BRIEF
Start at the first line of the material below and retype each line through the one containing "retained event-history entries.", exactly.

SUPPLIED MATERIAL

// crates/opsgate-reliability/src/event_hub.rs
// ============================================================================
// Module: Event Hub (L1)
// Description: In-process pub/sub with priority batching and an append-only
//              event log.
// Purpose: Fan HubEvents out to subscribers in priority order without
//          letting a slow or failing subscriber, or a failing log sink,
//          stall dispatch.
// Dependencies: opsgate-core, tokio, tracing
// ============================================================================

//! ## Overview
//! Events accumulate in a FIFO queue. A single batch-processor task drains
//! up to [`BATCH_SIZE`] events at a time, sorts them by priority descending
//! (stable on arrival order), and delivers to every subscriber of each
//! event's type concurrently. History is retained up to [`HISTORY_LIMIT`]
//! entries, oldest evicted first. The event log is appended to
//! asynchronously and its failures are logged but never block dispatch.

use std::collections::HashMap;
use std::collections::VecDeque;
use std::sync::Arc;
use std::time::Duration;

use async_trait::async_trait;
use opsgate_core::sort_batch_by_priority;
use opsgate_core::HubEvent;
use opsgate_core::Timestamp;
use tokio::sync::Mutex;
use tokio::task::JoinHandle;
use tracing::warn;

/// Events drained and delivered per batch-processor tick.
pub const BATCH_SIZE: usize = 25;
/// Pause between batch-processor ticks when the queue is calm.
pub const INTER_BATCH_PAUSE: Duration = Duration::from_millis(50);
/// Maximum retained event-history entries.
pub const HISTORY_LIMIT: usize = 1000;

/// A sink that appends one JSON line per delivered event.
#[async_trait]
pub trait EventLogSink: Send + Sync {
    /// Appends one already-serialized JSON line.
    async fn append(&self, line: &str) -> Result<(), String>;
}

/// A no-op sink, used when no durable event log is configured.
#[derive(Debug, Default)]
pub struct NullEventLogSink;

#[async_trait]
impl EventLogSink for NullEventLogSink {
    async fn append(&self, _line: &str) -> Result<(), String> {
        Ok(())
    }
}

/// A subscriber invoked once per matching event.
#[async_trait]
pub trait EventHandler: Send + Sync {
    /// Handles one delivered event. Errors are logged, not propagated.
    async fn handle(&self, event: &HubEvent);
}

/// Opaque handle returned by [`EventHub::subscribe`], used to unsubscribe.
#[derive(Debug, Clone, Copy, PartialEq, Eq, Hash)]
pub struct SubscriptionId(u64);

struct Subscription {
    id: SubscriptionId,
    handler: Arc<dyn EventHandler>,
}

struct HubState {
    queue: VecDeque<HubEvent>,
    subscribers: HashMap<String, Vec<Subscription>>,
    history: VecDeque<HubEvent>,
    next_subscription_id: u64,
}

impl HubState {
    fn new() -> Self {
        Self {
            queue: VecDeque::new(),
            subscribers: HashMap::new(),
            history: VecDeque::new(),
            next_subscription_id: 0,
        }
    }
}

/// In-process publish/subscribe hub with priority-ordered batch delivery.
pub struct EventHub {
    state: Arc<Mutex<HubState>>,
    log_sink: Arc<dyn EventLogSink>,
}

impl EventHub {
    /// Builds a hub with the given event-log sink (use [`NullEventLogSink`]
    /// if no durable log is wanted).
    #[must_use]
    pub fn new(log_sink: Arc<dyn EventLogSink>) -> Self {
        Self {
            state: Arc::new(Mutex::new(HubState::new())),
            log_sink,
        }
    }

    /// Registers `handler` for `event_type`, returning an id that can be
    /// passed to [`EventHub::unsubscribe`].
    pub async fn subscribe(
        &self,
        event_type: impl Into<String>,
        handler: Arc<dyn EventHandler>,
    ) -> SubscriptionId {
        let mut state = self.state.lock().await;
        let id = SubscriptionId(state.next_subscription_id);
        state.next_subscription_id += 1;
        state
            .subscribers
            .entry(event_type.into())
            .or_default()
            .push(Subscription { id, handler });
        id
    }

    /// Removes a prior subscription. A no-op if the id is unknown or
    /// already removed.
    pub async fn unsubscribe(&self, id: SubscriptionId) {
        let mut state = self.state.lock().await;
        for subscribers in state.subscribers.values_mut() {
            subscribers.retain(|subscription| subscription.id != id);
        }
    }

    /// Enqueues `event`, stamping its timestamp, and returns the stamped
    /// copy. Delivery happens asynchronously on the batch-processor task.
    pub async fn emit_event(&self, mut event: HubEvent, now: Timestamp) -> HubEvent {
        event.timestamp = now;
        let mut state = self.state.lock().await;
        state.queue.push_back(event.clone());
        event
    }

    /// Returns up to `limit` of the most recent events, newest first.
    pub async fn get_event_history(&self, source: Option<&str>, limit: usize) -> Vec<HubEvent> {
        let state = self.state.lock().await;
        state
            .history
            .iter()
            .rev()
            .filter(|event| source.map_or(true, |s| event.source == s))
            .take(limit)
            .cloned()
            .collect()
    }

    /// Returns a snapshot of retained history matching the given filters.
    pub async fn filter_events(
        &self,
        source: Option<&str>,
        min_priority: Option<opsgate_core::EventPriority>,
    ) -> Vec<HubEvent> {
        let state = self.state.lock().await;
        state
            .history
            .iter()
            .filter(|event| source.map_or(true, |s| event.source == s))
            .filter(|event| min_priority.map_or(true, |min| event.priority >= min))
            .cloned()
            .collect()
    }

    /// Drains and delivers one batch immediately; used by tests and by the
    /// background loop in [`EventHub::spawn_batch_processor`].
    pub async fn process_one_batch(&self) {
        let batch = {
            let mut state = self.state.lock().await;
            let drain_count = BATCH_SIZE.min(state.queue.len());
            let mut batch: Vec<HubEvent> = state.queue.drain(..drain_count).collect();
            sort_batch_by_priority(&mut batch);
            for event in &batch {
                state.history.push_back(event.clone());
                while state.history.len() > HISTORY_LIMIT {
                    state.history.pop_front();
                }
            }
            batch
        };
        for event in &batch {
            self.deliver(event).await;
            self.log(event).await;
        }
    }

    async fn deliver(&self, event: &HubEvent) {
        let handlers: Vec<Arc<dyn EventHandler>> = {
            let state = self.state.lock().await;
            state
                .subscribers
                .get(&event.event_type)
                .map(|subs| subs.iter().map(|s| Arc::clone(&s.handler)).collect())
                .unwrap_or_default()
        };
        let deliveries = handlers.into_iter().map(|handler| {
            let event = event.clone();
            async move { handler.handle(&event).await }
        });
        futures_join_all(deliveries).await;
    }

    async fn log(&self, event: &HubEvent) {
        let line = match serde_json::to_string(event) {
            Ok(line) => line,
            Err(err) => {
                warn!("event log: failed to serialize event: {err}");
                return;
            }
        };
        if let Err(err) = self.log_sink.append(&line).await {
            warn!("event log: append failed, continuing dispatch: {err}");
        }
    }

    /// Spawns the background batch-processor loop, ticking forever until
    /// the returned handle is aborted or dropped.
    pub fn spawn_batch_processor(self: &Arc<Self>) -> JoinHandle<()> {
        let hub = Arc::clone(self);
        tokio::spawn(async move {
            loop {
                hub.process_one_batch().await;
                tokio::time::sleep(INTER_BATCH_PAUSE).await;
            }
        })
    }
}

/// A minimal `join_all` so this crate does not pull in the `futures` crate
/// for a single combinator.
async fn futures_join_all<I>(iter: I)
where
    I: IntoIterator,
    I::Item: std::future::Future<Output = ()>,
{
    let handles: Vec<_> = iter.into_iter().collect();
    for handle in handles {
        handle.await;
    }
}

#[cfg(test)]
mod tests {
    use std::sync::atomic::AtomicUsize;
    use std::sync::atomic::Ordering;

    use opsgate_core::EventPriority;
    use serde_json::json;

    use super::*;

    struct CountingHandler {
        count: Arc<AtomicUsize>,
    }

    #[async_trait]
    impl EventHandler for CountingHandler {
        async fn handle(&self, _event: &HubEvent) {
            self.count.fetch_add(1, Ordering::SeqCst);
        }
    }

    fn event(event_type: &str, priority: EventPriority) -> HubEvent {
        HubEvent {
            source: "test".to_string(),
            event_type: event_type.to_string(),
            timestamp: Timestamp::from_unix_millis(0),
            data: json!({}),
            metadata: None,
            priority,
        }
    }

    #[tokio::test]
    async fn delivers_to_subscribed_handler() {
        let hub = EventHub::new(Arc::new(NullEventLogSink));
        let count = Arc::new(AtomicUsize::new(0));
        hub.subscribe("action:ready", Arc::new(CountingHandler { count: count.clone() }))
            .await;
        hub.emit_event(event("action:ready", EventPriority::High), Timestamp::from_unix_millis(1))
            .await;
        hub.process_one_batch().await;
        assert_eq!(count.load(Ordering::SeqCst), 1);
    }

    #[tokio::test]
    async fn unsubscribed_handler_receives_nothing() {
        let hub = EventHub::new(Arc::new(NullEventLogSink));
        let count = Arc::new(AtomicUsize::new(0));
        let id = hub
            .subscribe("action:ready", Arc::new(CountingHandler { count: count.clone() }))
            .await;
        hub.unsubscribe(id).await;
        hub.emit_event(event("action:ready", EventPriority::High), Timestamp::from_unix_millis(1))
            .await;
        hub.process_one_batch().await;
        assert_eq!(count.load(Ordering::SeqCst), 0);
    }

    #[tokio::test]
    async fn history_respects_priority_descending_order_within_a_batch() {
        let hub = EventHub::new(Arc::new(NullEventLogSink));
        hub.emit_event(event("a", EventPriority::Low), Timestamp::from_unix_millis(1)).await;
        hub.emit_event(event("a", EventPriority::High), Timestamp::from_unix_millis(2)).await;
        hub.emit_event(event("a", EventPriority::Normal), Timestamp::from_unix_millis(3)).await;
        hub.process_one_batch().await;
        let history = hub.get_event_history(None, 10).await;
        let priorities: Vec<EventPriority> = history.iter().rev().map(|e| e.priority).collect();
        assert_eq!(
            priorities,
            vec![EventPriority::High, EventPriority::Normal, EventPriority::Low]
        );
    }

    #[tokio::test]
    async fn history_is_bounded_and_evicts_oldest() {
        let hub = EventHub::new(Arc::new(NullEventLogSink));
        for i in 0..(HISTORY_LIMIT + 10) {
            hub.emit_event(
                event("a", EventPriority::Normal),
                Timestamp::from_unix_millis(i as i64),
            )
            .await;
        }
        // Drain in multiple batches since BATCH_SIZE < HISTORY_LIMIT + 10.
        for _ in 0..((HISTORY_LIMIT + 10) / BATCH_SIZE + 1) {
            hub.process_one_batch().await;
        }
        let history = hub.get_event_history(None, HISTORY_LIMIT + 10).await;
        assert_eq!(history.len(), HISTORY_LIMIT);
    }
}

ANSWER SPACE
// crates/opsgate-reliability/src/event_hub.rs
// ============================================================================
// Module: Event Hub (L1)
// Description: In-process pub/sub with priority batching and an append-only
//              event log.
// Purpose: Fan HubEvents out to subscribers in priority order without
//          letting a slow or failing subscriber, or a failing log sink,
//          stall dispatch.
// Dependencies: opsgate-core, tokio, tracing
// ============================================================================

//! ## Overview
//! Events accumulate in a FIFO queue. A single batch-processor task drains
//! up to [`BATCH_SIZE`] events at a time, sorts them by priority descending
//! (stable on arrival order), and delivers to every subscriber of each
//! event's type concurrently. History is retained up to [`HISTORY_LIMIT`]
//! entries, oldest evicted first. The event log is appended to
//! asynchronously and its failures are logged but never block dispatch.

use std::collections::HashMap;
use std::collections::VecDeque;
use std::sync::Arc;
use std::time::Duration;

use async_trait::async_trait;
use opsgate_core::sort_batch_by_priority;
use opsgate_core::HubEvent;
use opsgate_core::Timestamp;
use tokio::sync::Mutex;
use tokio::task::JoinHandle;
use tracing::warn;

/// Events drained and delivered per batch-processor tick.
pub const BATCH_SIZE: usize = 25;
/// Pause between batch-processor ticks when the queue is calm.
pub const INTER_BATCH_PAUSE: Duration = Duration::from_millis(50);
/// Maximum retained event-history entries.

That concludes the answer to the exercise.